WHAT THE TASK REQUIRES
Make an exact copy of every record that follows.

MATERIAL SUPPLIED
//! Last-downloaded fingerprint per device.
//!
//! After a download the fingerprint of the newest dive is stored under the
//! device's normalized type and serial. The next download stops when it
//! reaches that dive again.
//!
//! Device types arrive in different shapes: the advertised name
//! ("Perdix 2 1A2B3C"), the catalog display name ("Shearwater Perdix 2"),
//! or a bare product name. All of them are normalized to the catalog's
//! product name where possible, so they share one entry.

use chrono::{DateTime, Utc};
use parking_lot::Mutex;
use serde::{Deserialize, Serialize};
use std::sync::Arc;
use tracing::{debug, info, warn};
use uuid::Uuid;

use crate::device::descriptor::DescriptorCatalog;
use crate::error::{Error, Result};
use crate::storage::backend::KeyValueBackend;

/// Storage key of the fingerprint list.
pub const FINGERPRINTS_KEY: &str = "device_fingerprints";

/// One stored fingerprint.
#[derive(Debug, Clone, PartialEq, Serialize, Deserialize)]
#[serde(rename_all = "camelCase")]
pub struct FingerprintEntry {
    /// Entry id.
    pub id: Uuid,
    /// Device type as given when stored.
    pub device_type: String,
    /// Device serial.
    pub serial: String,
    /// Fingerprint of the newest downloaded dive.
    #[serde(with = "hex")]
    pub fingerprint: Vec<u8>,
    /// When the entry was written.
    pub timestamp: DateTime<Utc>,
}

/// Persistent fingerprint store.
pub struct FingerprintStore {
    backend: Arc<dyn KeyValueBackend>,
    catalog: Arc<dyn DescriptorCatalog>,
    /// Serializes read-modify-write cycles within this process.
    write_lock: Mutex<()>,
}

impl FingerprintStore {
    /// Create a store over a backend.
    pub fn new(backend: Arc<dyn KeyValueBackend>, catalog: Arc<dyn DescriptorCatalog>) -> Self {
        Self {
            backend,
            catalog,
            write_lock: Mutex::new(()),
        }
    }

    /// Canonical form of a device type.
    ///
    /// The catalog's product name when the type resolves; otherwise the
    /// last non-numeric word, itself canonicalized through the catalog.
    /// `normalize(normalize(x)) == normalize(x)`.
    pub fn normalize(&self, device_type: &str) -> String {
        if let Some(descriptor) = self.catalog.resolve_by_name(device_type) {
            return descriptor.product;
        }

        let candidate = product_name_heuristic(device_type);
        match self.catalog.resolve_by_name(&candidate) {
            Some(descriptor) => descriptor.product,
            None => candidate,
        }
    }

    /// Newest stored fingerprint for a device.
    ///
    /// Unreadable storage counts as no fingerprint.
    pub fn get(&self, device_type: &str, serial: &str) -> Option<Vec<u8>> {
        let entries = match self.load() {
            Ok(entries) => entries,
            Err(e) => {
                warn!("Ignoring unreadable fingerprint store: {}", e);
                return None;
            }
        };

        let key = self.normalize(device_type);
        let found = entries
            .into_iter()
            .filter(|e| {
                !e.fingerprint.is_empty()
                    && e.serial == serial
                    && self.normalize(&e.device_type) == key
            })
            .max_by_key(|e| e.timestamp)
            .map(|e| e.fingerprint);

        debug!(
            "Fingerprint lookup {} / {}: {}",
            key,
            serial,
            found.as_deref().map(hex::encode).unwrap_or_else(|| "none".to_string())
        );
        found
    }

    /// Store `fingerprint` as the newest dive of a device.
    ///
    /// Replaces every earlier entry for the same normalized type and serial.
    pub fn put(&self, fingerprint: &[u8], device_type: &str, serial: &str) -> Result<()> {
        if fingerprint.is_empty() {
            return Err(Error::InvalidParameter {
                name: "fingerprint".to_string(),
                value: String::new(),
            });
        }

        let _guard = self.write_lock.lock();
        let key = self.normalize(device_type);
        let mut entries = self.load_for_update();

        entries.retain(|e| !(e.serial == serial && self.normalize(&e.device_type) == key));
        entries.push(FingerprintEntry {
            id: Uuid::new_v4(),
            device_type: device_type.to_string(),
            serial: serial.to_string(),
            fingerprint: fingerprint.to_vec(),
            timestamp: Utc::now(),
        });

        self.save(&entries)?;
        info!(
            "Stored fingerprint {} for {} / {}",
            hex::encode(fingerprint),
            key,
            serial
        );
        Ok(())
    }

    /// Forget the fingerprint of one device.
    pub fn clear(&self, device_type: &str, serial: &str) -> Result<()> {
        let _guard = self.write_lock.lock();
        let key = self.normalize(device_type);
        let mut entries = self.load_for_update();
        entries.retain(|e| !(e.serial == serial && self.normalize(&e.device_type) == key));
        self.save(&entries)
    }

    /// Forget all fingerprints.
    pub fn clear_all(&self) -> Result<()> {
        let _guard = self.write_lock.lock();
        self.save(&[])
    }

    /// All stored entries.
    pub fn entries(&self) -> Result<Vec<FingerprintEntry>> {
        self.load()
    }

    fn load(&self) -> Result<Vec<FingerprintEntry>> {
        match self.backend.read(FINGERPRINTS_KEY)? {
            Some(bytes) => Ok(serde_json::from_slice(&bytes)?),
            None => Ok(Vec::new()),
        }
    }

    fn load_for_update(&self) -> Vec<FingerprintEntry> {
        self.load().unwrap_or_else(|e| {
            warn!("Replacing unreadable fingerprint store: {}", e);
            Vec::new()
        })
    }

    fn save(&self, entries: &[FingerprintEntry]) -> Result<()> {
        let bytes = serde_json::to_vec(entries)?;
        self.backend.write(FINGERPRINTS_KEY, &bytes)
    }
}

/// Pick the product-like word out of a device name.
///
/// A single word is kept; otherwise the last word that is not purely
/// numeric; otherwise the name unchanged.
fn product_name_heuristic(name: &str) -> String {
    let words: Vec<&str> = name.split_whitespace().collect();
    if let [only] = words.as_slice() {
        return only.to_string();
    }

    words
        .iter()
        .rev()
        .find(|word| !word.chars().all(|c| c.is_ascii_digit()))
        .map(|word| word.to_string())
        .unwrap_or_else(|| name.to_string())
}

WORKED SOLUTION
//! Last-downloaded fingerprint per device.
//!
//! After a download the fingerprint of the newest dive is stored under the
//! device's normalized type and serial. The next download stops when it
//! reaches that dive again.
//!
//! Device types arrive in different shapes: the advertised name
//! ("Perdix 2 1A2B3C"), the catalog display name ("Shearwater Perdix 2"),
//! or a bare product name. All of them are normalized to the catalog's
//! product name where possible, so they share one entry.

use chrono::{DateTime, Utc};
use parking_lot::Mutex;
use serde::{Deserialize, Serialize};
use std::sync::Arc;
use tracing::{debug, info, warn};
use uuid::Uuid;

use crate::device::descriptor::DescriptorCatalog;
use crate::error::{Error, Result};
use crate::storage::backend::KeyValueBackend;

/// Storage key of the fingerprint list.
pub const FINGERPRINTS_KEY: &str = "device_fingerprints";

/// One stored fingerprint.
#[derive(Debug, Clone, PartialEq, Serialize, Deserialize)]
#[serde(rename_all = "camelCase")]
pub struct FingerprintEntry {
    /// Entry id.
    pub id: Uuid,
    /// Device type as given when stored.
    pub device_type: String,
    /// Device serial.
    pub serial: String,
    /// Fingerprint of the newest downloaded dive.
    #[serde(with = "hex")]
    pub fingerprint: Vec<u8>,
    /// When the entry was written.
    pub timestamp: DateTime<Utc>,
}

/// Persistent fingerprint store.
pub struct FingerprintStore {
    backend: Arc<dyn KeyValueBackend>,
    catalog: Arc<dyn DescriptorCatalog>,
    /// Serializes read-modify-write cycles within this process.
    write_lock: Mutex<()>,
}

impl FingerprintStore {
    /// Create a store over a backend.
    pub fn new(backend: Arc<dyn KeyValueBackend>, catalog: Arc<dyn DescriptorCatalog>) -> Self {
        Self {
            backend,
            catalog,
            write_lock: Mutex::new(()),
        }
    }

    /// Canonical form of a device type.
    ///
    /// The catalog's product name when the type resolves; otherwise the
    /// last non-numeric word, itself canonicalized through the catalog.
    /// `normalize(normalize(x)) == normalize(x)`.
    pub fn normalize(&self, device_type: &str) -> String {
        if let Some(descriptor) = self.catalog.resolve_by_name(device_type) {
            return descriptor.product;
        }

        let candidate = product_name_heuristic(device_type);
        match self.catalog.resolve_by_name(&candidate) {
            Some(descriptor) => descriptor.product,
            None => candidate,
        }
    }

    /// Newest stored fingerprint for a device.
    ///
    /// Unreadable storage counts as no fingerprint.
    pub fn get(&self, device_type: &str, serial: &str) -> Option<Vec<u8>> {
        let entries = match self.load() {
            Ok(entries) => entries,
            Err(e) => {
                warn!("Ignoring unreadable fingerprint store: {}", e);
                return None;
            }
        };

        let key = self.normalize(device_type);
        let found = entries
            .into_iter()
            .filter(|e| {
                !e.fingerprint.is_empty()
                    && e.serial == serial
                    && self.normalize(&e.device_type) == key
            })
            .max_by_key(|e| e.timestamp)
            .map(|e| e.fingerprint);

        debug!(
            "Fingerprint lookup {} / {}: {}",
            key,
            serial,
            found.as_deref().map(hex::encode).unwrap_or_else(|| "none".to_string())
        );
        found
    }

    /// Store `fingerprint` as the newest dive of a device.
    ///
    /// Replaces every earlier entry for the same normalized type and serial.
    pub fn put(&self, fingerprint: &[u8], device_type: &str, serial: &str) -> Result<()> {
        if fingerprint.is_empty() {
            return Err(Error::InvalidParameter {
                name: "fingerprint".to_string(),
                value: String::new(),
            });
        }

        let _guard = self.write_lock.lock();
        let key = self.normalize(device_type);
        let mut entries = self.load_for_update();

        entries.retain(|e| !(e.serial == serial && self.normalize(&e.device_type) == key));
        entries.push(FingerprintEntry {
            id: Uuid::new_v4(),
            device_type: device_type.to_string(),
            serial: serial.to_string(),
            fingerprint: fingerprint.to_vec(),
            timestamp: Utc::now(),
        });

        self.save(&entries)?;
        info!(
            "Stored fingerprint {} for {} / {}",
            hex::encode(fingerprint),
            key,
            serial
        );
        Ok(())
    }

    /// Forget the fingerprint of one device.
    pub fn clear(&self, device_type: &str, serial: &str) -> Result<()> {
        let _guard = self.write_lock.lock();
        let key = self.normalize(device_type);
        let mut entries = self.load_for_update();
        entries.retain(|e| !(e.serial == serial && self.normalize(&e.device_type) == key));
        self.save(&entries)
    }

    /// Forget all fingerprints.
    pub fn clear_all(&self) -> Result<()> {
        let _guard = self.write_lock.lock();
        self.save(&[])
    }

    /// All stored entries.
    pub fn entries(&self) -> Result<Vec<FingerprintEntry>> {
        self.load()
    }

    fn load(&self) -> Result<Vec<FingerprintEntry>> {
        match self.backend.read(FINGERPRINTS_KEY)? {
            Some(bytes) => Ok(serde_json::from_slice(&bytes)?),
            None => Ok(Vec::new()),
        }
    }

    fn load_for_update(&self) -> Vec<FingerprintEntry> {
        self.load().unwrap_or_else(|e| {
            warn!("Replacing unreadable fingerprint store: {}", e);
            Vec::new()
        })
    }

    fn save(&self, entries: &[FingerprintEntry]) -> Result<()> {
        let bytes = serde_json::to_vec(entries)?;
        self.backend.write(FINGERPRINTS_KEY, &bytes)
    }
}

/// Pick the product-like word out of a device name.
///
/// A single word is kept; otherwise the last word that is not purely
/// numeric; otherwise the name unchanged.
fn product_name_heuristic(name: &str) -> String {
    let words: Vec<&str> = name.split_whitespace().collect();
    if let [only] = words.as_slice() {
        return only.to_string();
    }

    words
        .iter()
        .rev()
        .find(|word| !word.chars().all(|c| c.is_ascii_digit()))
        .map(|word| word.to_string())
        .unwrap_or_else(|| name.to_string())
}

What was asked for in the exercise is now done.